• **Work required**: Supply the number of lines in the data below that hold "POST", and let that number be the whole answer.

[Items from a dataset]

========================================

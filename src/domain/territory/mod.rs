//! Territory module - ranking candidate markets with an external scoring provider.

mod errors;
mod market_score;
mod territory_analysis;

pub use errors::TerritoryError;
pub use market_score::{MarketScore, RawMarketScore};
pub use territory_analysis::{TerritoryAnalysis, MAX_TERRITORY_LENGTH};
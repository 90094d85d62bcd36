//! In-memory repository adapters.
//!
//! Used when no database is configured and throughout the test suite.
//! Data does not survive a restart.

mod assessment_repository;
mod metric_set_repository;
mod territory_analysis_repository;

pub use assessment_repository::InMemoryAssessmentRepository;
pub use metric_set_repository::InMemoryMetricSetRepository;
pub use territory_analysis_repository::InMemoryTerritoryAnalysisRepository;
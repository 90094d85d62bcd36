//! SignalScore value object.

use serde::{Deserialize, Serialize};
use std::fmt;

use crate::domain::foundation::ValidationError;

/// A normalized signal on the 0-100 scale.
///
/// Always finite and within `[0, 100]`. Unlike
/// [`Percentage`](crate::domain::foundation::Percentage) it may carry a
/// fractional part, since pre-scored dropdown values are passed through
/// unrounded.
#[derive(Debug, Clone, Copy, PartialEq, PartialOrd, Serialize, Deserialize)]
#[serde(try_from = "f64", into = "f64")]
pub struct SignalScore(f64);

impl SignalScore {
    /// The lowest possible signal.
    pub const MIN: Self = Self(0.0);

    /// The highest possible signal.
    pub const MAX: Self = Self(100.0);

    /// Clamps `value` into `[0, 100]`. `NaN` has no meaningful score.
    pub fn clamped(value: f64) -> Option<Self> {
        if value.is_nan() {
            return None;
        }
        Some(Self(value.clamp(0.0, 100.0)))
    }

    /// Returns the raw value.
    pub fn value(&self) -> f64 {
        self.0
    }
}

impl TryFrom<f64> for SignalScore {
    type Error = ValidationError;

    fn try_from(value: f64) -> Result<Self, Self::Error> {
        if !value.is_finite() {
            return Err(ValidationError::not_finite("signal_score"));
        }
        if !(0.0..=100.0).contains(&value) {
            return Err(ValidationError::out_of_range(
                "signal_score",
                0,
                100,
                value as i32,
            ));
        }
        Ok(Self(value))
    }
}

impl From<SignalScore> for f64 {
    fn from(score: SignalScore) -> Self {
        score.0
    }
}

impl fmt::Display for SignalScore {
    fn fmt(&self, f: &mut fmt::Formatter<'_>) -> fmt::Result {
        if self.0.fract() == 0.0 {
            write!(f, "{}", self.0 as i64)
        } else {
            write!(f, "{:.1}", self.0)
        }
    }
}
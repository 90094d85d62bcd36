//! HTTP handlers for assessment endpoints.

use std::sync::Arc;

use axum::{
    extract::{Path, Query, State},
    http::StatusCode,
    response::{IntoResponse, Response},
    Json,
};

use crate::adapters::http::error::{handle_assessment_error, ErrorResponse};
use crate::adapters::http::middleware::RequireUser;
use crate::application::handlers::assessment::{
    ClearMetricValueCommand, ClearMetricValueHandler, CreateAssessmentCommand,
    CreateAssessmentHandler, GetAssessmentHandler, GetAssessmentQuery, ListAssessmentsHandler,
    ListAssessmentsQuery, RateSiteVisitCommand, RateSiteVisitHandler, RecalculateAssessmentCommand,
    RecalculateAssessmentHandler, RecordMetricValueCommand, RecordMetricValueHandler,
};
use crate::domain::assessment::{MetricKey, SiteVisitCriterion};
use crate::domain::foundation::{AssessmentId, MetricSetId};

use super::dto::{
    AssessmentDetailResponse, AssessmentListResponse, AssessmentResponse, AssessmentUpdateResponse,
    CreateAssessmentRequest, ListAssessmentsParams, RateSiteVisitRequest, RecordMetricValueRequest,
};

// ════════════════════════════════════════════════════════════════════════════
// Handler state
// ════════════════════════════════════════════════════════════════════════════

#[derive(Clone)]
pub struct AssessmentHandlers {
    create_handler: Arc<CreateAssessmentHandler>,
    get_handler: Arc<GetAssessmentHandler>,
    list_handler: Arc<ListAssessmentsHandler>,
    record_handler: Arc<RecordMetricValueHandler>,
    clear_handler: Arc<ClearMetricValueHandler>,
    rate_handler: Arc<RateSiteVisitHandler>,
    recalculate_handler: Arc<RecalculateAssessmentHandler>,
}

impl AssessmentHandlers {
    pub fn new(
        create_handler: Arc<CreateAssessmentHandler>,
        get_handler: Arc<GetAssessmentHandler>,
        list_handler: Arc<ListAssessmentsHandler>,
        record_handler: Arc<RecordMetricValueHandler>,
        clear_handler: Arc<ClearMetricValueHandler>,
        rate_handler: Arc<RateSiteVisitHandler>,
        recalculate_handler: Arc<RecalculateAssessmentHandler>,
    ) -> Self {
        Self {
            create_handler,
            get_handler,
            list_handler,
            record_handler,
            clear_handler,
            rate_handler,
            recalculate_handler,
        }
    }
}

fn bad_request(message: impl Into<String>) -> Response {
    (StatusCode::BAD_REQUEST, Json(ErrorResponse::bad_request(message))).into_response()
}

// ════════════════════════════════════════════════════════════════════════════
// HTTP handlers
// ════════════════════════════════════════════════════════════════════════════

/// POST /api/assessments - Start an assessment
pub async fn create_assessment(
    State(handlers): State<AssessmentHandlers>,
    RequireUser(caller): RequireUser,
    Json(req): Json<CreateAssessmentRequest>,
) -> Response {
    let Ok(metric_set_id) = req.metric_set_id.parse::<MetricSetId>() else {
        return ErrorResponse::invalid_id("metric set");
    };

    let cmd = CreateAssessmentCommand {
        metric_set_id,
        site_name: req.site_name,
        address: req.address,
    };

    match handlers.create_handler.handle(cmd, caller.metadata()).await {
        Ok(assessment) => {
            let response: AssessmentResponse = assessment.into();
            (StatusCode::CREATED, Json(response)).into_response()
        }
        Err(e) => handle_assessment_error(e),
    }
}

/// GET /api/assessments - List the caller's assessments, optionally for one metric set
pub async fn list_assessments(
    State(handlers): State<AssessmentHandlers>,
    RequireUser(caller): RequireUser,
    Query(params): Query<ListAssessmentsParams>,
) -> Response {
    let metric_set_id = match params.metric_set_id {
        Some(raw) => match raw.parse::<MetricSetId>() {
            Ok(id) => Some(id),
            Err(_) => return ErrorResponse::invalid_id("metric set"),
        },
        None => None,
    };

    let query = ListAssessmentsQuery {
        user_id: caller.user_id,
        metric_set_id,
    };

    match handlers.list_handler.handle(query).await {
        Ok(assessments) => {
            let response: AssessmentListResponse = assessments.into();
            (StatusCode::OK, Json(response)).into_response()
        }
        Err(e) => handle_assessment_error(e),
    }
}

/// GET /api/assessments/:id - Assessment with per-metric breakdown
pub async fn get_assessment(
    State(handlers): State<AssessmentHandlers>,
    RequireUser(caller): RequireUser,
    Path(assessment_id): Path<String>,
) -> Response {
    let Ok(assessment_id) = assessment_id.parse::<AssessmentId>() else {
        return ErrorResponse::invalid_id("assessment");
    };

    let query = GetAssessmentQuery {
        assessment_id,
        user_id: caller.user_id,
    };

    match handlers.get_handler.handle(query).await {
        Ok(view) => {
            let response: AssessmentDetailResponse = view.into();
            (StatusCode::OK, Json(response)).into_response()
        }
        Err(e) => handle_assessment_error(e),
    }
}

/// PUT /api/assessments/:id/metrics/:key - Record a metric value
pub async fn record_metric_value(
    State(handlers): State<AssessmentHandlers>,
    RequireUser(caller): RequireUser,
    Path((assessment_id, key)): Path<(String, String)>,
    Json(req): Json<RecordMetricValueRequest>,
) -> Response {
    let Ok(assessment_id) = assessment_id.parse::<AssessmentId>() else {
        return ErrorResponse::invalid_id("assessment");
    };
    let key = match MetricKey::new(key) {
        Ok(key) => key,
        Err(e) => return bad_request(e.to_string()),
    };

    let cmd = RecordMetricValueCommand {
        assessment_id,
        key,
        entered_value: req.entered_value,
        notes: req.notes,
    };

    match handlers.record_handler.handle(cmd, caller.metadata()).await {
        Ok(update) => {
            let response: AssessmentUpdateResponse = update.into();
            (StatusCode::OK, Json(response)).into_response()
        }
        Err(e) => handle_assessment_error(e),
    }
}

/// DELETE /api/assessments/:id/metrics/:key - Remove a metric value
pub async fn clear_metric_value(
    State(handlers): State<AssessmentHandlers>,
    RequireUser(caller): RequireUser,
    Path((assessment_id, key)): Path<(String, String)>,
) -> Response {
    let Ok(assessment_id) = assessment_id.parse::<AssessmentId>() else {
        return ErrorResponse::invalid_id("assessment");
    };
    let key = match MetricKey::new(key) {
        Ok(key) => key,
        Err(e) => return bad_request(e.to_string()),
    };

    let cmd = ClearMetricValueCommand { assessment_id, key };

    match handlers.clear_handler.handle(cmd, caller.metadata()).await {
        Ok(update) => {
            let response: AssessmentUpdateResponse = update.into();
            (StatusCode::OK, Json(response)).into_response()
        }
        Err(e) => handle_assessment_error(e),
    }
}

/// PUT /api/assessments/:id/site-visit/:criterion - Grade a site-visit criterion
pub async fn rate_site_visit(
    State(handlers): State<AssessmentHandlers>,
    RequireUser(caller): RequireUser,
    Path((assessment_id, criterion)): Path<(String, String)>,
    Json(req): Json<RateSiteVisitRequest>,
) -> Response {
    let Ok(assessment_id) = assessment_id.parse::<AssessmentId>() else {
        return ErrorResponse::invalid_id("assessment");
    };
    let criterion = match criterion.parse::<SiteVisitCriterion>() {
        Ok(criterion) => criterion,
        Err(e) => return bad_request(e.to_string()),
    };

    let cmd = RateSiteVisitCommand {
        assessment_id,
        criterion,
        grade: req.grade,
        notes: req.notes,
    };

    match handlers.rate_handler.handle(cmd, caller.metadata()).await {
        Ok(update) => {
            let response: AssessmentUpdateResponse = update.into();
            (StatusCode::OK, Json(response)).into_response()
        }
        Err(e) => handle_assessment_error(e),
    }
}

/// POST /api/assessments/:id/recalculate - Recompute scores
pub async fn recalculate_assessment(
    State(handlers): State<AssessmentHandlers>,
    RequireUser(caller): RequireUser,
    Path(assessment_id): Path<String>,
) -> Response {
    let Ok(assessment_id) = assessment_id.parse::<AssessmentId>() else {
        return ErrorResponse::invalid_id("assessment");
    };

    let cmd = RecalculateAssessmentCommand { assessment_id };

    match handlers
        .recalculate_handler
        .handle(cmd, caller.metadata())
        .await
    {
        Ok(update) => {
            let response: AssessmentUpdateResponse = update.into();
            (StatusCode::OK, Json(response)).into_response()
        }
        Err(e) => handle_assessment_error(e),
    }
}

========================================

• **Reply to the exercise**: 2